Medical Notes 19-13

 

Medical Notes this week…

About a third of people with major depression aren’t helped by the usual treatments. But they have some hope now that the FDA has approved the first completely new kind of drug for depression in years. The drug is a nasal spray called esketamine and it works in hours rather than weeks. Psychiatrists say it’s a major advance, but it’ll have to be used with caution. The drug is derived from an old anesthetic that was known as the party drug “special k,” and comes with a black box safety warning.

Having a teenage child can be frustrating, but scientists think they’ve discovered the one parental skill that can help navigate conflict with teens. It’s the ability to regulate anger. A study in the journal Development and Psychopathology finds that parents who can’t diminish anger are more likely to resort to the use of harsh, punitive discipline, creating hostile conflict. Researchers say dads are worse than moms at regulating anger and are more likely to conclude their teen is intentionally being difficult. So they dish out harsher punishment.

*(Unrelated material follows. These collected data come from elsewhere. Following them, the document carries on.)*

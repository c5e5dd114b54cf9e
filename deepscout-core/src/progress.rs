//! File-based progress channel — consumer side.
//!
//! The research collaborator writes the query tree to a well-known path on
//! its own schedule; the `ProgressMonitor` polls that path and pushes every
//! successfully parsed snapshot into the `StateStore`. A missing or torn
//! file is an expected condition while the producer is still working: it is
//! reported to the observer as a waiting state and retried on the next
//! tick, never treated as an error.
//!
//! The channel assumes one producer and one consumer on the same machine
//! and offers eventual consistency only: the in-memory state is
//! authoritative for the last snapshot that parsed, never a partial one.

use crate::state::{RunStats, StateStore};
use crate::tree::QueryNode;
use std::path::{Path, PathBuf};
use std::sync::Arc;
use std::time::Duration;
use tokio::task::JoinHandle;
use tokio_util::sync::CancellationToken;
use tracing::{debug, warn};

/// Default interval between snapshot polls.
pub const DEFAULT_POLL_INTERVAL: Duration = Duration::from_secs(2);

/// Why a poll tick produced no tree.
#[derive(Debug)]
pub enum SnapshotMiss {
    /// The producer has not written the file yet (or it is unreadable).
    Missing,
    /// The file exists but does not parse, likely mid-write.
    Malformed(serde_json::Error),
}

/// Read and parse the snapshot file once.
pub fn read_snapshot(path: &Path) -> Result<QueryNode, SnapshotMiss> {
    let data = match std::fs::read_to_string(path) {
        Ok(data) => data,
        Err(err) => {
            debug!(path = %path.display(), error = %err, "snapshot not readable");
            return Err(SnapshotMiss::Missing);
        }
    };
    serde_json::from_str(&data).map_err(SnapshotMiss::Malformed)
}

/// Receives progress-channel events, for display purposes only.
pub trait ProgressObserver: Send + Sync {
    /// A fresh snapshot was accepted into the store.
    fn on_tree_update(&self, stats: &RunStats);
    /// The snapshot file was absent or unparseable this tick.
    fn on_waiting(&self);
}

/// Observer that ignores every event.
pub struct NoOpProgressObserver;

impl ProgressObserver for NoOpProgressObserver {
    fn on_tree_update(&self, _stats: &RunStats) {}
    fn on_waiting(&self) {}
}

/// Polls the snapshot path and feeds the state store.
pub struct ProgressMonitor {
    path: PathBuf,
    interval: Duration,
    store: StateStore,
    observer: Arc<dyn ProgressObserver>,
}

impl ProgressMonitor {
    pub fn new(path: impl Into<PathBuf>, store: StateStore) -> Self {
        Self {
            path: path.into(),
            interval: DEFAULT_POLL_INTERVAL,
            store,
            observer: Arc::new(NoOpProgressObserver),
        }
    }

    pub fn with_interval(mut self, interval: Duration) -> Self {
        self.interval = interval;
        self
    }

    pub fn with_observer(mut self, observer: Arc<dyn ProgressObserver>) -> Self {
        self.observer = observer;
        self
    }

    /// Start polling in the background.
    ///
    /// The returned handle owns the cancellation token. Stopping is a
    /// two-phase protocol — see [`MonitorHandle::shutdown`]; dropping the
    /// handle does not stop the task.
    pub fn spawn(self) -> MonitorHandle {
        let token = CancellationToken::new();
        let child = token.clone();
        let task = tokio::spawn(async move { self.run(child).await });
        MonitorHandle { token, task }
    }

    async fn run(self, token: CancellationToken) {
        loop {
            tokio::select! {
                _ = token.cancelled() => break,
                _ = tokio::time::sleep(self.interval) => {}
            }
            // Cancellation is cooperative: once a tick starts, it finishes
            // before the next cancellation check.
            match read_snapshot(&self.path) {
                Ok(tree) => {
                    self.store.update_tree(tree);
                    let stats = self.store.snapshot_stats();
                    self.observer.on_tree_update(&stats);
                }
                Err(SnapshotMiss::Missing) => {
                    self.observer.on_waiting();
                }
                Err(SnapshotMiss::Malformed(err)) => {
                    debug!(
                        path = %self.path.display(),
                        error = %err,
                        "snapshot unparseable, producer likely mid-write"
                    );
                    self.observer.on_waiting();
                }
            }
        }
    }
}

/// Handle for the two-phase stop protocol: request cancellation, then await
/// completion. Callers must not read state the monitor writes until
/// `shutdown` has returned.
pub struct MonitorHandle {
    token: CancellationToken,
    task: JoinHandle<()>,
}

impl MonitorHandle {
    /// Cancel the poll loop and wait for the task to finish.
    ///
    /// After this returns, no further store mutation from the monitor can
    /// occur.
    pub async fn shutdown(self) {
        self.token.cancel();
        if let Err(err) = self.task.await {
            warn!(error = %err, "progress monitor task did not exit cleanly");
        }
    }
}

And finally, fast food now accounts for 11 percent of the energy intake in the United States and a new study shows, to no one’s surprise, that fast food meals are getting bigger and saltier. The study in the Journal of the Academy of Nutrition and Dietetics finds that the average fast food entrée has grown by 100 calories since 1986, and the average fast food dessert by 200 calories. On any given day, more than a third of American adults eat fast food.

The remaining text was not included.